Si ce n’est cette année que les établissements scolaires ont fonctionné sans encombre, le taux de réussite au baccalauréat fait fi de graves problèmes qui freinent le développement de l’école tchadienne. Grèves à répétition des enseignants et des élèves ; enseignement au rabais ; pléthore d’enseignants n’ayant pas de niveau ; insuffisance d’enseignants scientifiques ; affectations fantaisistes des enseignants ; absences répétées, non justifiées et/ou non sanctionnées des enseignants et élèves ; non accomplissement des programmes de cours ; absence de suivi pédagogique ; admission monnayée en classes supérieures ; manque de structures adéquates et de matériels didactiques ; fuites et achats des sujets à la veille et pendant la composition ; cas de substitution (un candidat qui compose à la place d’un autre) lors des épreuves ; absence de contrôle ou contrôle complaisant dans certains centres d’examen ; sujets trop faciles pour certaines séries ; tricheries à outrance ; bilinguisme politique au lieu d’un bilinguisme de mérite, etc. Telle est la longue liste des maux qui discréditent le baccalauréat tchadien qui, malgré tout, attire, mais là aussi pour sa facilité, des candidats étrangers, venant pour la plupart du Cameroun, après avoir essuyé des échecs dans leurs pays.

Tout cela parce qu’il semble que, par un truchement politique, le système scolaire tchadien est devenu une grande fabrique de clients pour les institutions privées de formation professionnelle et supérieure, de véritables industries de commerce, qui exercent dans un laisser-aller total en se moquant éperdument de la rigueur et du mérite.

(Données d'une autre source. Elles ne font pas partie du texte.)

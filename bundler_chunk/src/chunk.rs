//! The chunk and chunk-plan data model.

use indexmap::IndexMap;

/// What role a chunk plays in the bundle.
#[derive(Debug, Clone, Copy, PartialEq, Eq)]
pub enum ChunkKind {
    /// The main chunk: carries the runtime and every statically-reachable module.
    Entry,
    /// A chunk created for one dynamic-import target.
    Lazy,
    /// A chunk extracted because its members are reachable from two or more lazy chunks.
    Shared,
}

/// One unit of network delivery: a set of module factories emitted into a
/// single output file.
#[derive(Debug, Clone, PartialEq, Eq)]
pub struct Chunk {
    /// The chunk's stable identifier; also its filename stem (entry chunk aside).
    pub chunk_id: Box<str>,
    pub kind: ChunkKind,
    /// Member module ids, in BFS discovery order.
    pub member_module_ids: Vec<Box<str>>,
    /// The dynamic-import target this chunk was created for, if it is a lazy chunk.
    pub entry_module_id: Option<Box<str>>,
}

/// The complete output of chunk planning: the three disjoint layers plus the
/// per-lazy-chunk install order.
#[derive(Debug, Clone, PartialEq, Eq)]
pub struct ChunkPlan {
    pub main_chunk: Chunk,
    /// One per distinct dynamic-import target, in first-discovery order.
    pub lazy_chunks: Vec<Chunk>,
    /// One per distinct reference set of lazy chunks sharing modules.
    pub shared_chunks: Vec<Chunk>,
    /// For each lazy chunk id, the ordered list of chunk ids (shared chunks
    /// first, the lazy chunk itself last) that must all be installed before
    /// that chunk's entry module may execute.
    pub chunk_group_map: IndexMap<Box<str>, Vec<Box<str>>>,
}

/// Derives a chunk id from a module id by stripping the leading `./` and
/// replacing every `/` and `.` with `_` (so `./src/feature-a.js` becomes
/// `src_feature-a_js`).
#[must_use]
pub fn derive_chunk_id(module_id: &str) -> String {
    let stripped = module_id.strip_prefix("./").unwrap_or(module_id);
    stripped.chars().map(|c| if c == '/' || c == '.' { '_' } else { c }).collect()
}

#[cfg(test)]
mod tests {
    use pretty_assertions::assert_eq;

    use super::*;

    #[test]
    fn derives_chunk_id_from_nested_module_id() {
        assert_eq!(derive_chunk_id("./src/feature-a.js"), "src_feature-a_js");
    }

    #[test]
    fn derives_chunk_id_from_top_level_module_id() {
        assert_eq!(derive_chunk_id("./a.js"), "a_js");
    }
}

L’argent, le passage et le « diplôme », point barre.

A cause de cet état de fait, la pyramide de niveau de l’école tchadienne se présente sous la forme d’un toit de type parasol : la base indique une réussite massive au baccalauréat et le sommet un nombre insignifiant d’étudiants ayant brillamment terminé. Que le grand nombre de diplômés qui se déversent sur le marché d’emploi chaque année ne trompe pas : une fois dans la vie active, beaucoup se montrent indignes de leurs diplômes.

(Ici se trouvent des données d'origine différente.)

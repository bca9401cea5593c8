//! Function, arrow function, and class parsing.

use bundler_ast::{
    ArrowBody, ArrowFunction, Class, ClassMember, Expr, Function, Ident, IdentContext, MethodKind,
    Pattern, Span,
};
use bundler_lexer::{Keyword, Punctuator, TokenKind};

use crate::error::ParseError;
use crate::expr::parse_assignment_expr;
use crate::pattern::{parse_binding_element, parse_property_key};
use crate::stmt::parse_block;
use crate::stream::TokenStream;

/// Parses the parenthesized parameter list shared by functions, methods, and
/// parenthesized arrow functions.
pub fn parse_params(stream: &mut TokenStream) -> Result<Vec<Pattern>, ParseError> {
    stream.expect_punct(Punctuator::OpenParen)?;
    let mut params = Vec::new();
    while !stream.is_punct(Punctuator::CloseParen) {
        if stream.is_punct(Punctuator::Spread) {
            let start = stream.bump().span.start();
            let inner = crate::pattern::parse_binding_pattern(stream, IdentContext::Parameter)?;
            let span = Span::new(start, inner.span().end());
            params.push(Pattern::Rest(bundler_ast::RestPattern { argument: Box::new(inner), span }));
        } else {
            params.push(parse_binding_element(stream, IdentContext::Parameter)?);
        }
        if !stream.is_punct(Punctuator::CloseParen) {
            stream.expect_punct(Punctuator::Comma)?;
        }
    }
    stream.expect_punct(Punctuator::CloseParen)?;
    Ok(params)
}

/// Parses `(params) { body }`, given the function's name (if any), and
/// `async`/`*` already consumed by the caller. Shared by function
/// declarations, function expressions, object-literal methods, and class
/// methods.
pub fn parse_function_tail(
    stream: &mut TokenStream,
    name: Option<Ident>,
    is_async: bool,
    is_generator: bool,
) -> Result<Function, ParseError> {
    let start = name.as_ref().map_or(stream.pos(), |n| n.span.start());
    let params = parse_params(stream)?;
    let body = parse_block(stream)?;
    let span = Span::new(start, body.span.end());
    Ok(Function { name, params, body, is_async, is_generator, span })
}

/// Parses a `function` declaration or expression, starting at the `function`
/// keyword (with `async` already consumed by the caller, if present).
pub fn parse_function_expr(stream: &mut TokenStream, is_async: bool) -> Result<Expr, ParseError> {
    let start = stream.expect_kw(Keyword::Function)?.start();
    let is_generator = stream.eat_punct(Punctuator::Mul);
    let name = if stream.is_ident() {
        let (n, span) = stream.expect_ident()?;
        Some(Ident::new(n, span, IdentContext::OwnName))
    } else {
        None
    };
    let mut func = parse_function_tail(stream, name, is_async, is_generator)?;
    func.span = Span::new(start, func.span.end());
    Ok(Expr::Function(func))
}

/// Parses a `function` declaration at statement level.
pub fn parse_function_decl(stream: &mut TokenStream, is_async: bool) -> Result<Function, ParseError> {
    let start = stream.expect_kw(Keyword::Function)?.start();
    let is_generator = stream.eat_punct(Punctuator::Mul);
    let (n, span) = stream.expect_ident()?;
    let name = Some(Ident::new(n, span, IdentContext::OwnName));
    let mut func = parse_function_tail(stream, name, is_async, is_generator)?;
    func.span = Span::new(start, func.span.end());
    Ok(func)
}

/// Parses an arrow function, with `async` (if any) already consumed by the
/// caller's lookahead in `expr.rs`.
pub fn parse_arrow_function(stream: &mut TokenStream, is_async: bool) -> Result<Expr, ParseError> {
    let start = stream.pos();
    let params = if stream.is_punct(Punctuator::OpenParen) {
        parse_params(stream)?
    } else {
        vec![crate::pattern::parse_binding_pattern(stream, IdentContext::Parameter)?]
    };
    stream.expect_punct(Punctuator::Arrow)?;
    let body = if stream.is_punct(Punctuator::OpenBrace) {
        ArrowBody::Block(parse_block(stream)?)
    } else {
        ArrowBody::Expr(Box::new(parse_assignment_expr(stream)?))
    };
    let end = match &body {
        ArrowBody::Block(b) => b.span.end(),
        ArrowBody::Expr(e) => e.span().end(),
    };
    Ok(Expr::Arrow(ArrowFunction { params, body, is_async, span: Span::new(start, end) }))
}

/// Parses a class expression, starting at the `class` keyword.
pub fn parse_class_expr(stream: &mut TokenStream) -> Result<Expr, ParseError> {
    Ok(Expr::Class(parse_class_tail(stream)?))
}

/// Parses a class declaration or expression body, starting at `class`.
pub fn parse_class_tail(stream: &mut TokenStream) -> Result<Class, ParseError> {
    let start = stream.expect_kw(Keyword::Class)?.start();
    let name = if stream.is_ident() {
        let (n, span) = stream.expect_ident()?;
        Some(Ident::new(n, span, IdentContext::OwnName))
    } else {
        None
    };
    let super_class = if stream.eat_kw(Keyword::Extends) {
        Some(Box::new(crate::expr::parse_lhs_expr(stream)?))
    } else {
        None
    };
    stream.expect_punct(Punctuator::OpenBrace)?;
    let mut body = Vec::new();
    while !stream.is_punct(Punctuator::CloseBrace) {
        if stream.eat_punct(Punctuator::Semicolon) {
            continue;
        }
        body.push(parse_class_member(stream)?);
    }
    let end = stream.expect_punct(Punctuator::CloseBrace)?.end();
    Ok(Class { name, super_class, body, span: Span::new(start, end) })
}

fn parse_class_member(stream: &mut TokenStream) -> Result<ClassMember, ParseError> {
    let is_static = stream.is_kw(Keyword::Static)
        && !matches!(
            &stream.peek_at(1).kind,
            TokenKind::Punctuator(Punctuator::OpenParen | Punctuator::Assign)
        );
    if is_static {
        stream.bump();
    }
    if is_static && stream.is_punct(Punctuator::OpenBrace) {
        let block = parse_block(stream)?;
        return Ok(ClassMember::StaticBlock(block));
    }

    let is_async = stream.is_kw(Keyword::Async)
        && !matches!(
            &stream.peek_at(1).kind,
            TokenKind::Punctuator(Punctuator::OpenParen | Punctuator::Assign)
        );
    if is_async {
        stream.bump();
    }
    let is_generator = stream.eat_punct(Punctuator::Mul);

    let is_accessor = (stream.is_kw(Keyword::Get) || stream.is_kw(Keyword::Set))
        && !matches!(
            &stream.peek_at(1).kind,
            TokenKind::Punctuator(Punctuator::OpenParen | Punctuator::Assign | Punctuator::Semicolon)
        );
    let accessor_kind = if is_accessor {
        let k = if stream.is_kw(Keyword::Get) { MethodKind::Get } else { MethodKind::Set };
        stream.bump();
        Some(k)
    } else {
        None
    };

    let (key, computed) = parse_property_key(stream)?;

    if stream.is_punct(Punctuator::OpenParen) {
        let kind = accessor_kind.unwrap_or_else(|| {
            if !computed {
                if let bundler_ast::PropertyKey::Ident(i) = &key {
                    if &*i.name == "constructor" && !is_static {
                        return MethodKind::Constructor;
                    }
                }
            }
            MethodKind::Method
        });
        let function = parse_function_tail(stream, None, is_async, is_generator)?;
        return Ok(ClassMember::Method { key, computed, is_static, kind, function });
    }

    let value = if stream.eat_punct(Punctuator::Assign) {
        Some(parse_assignment_expr(stream)?)
    } else {
        None
    };
    let span = key.span();
    stream.consume_semicolon()?;
    Ok(ClassMember::Field { key, computed, is_static, value, span })
}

Mais comme les Tchadiens aspirent au changement, l’école ne saurait demeurer une fabrique de cancres. Il faut que l’ONECS, qui valide presque tous les dossiers provenant des établissements scolaires, travaille à mettre en évidence la médiocrité de notre système scolaire. S’il a l’habitude de publier les noms des meilleurs candidats, dominés étrangement par ceux des séries arabophones (pour la session 2020, ce sont 7 arabophones contre 5 francophones), il doit aller plus loin en publiant, outre les statistiques globales, les statistiques par province et par établissement comme cela se fait dans les pays sérieux. Cela pourra permettre d’identifier les défaillances de l’enseignement dans les provinces et établissements ayant les taux les plus bas. Aussi, il doit instaurer un filtre pour tamiser les élèves n’ayant pas de niveau ou ayant usé des moyens illégaux pour candidater.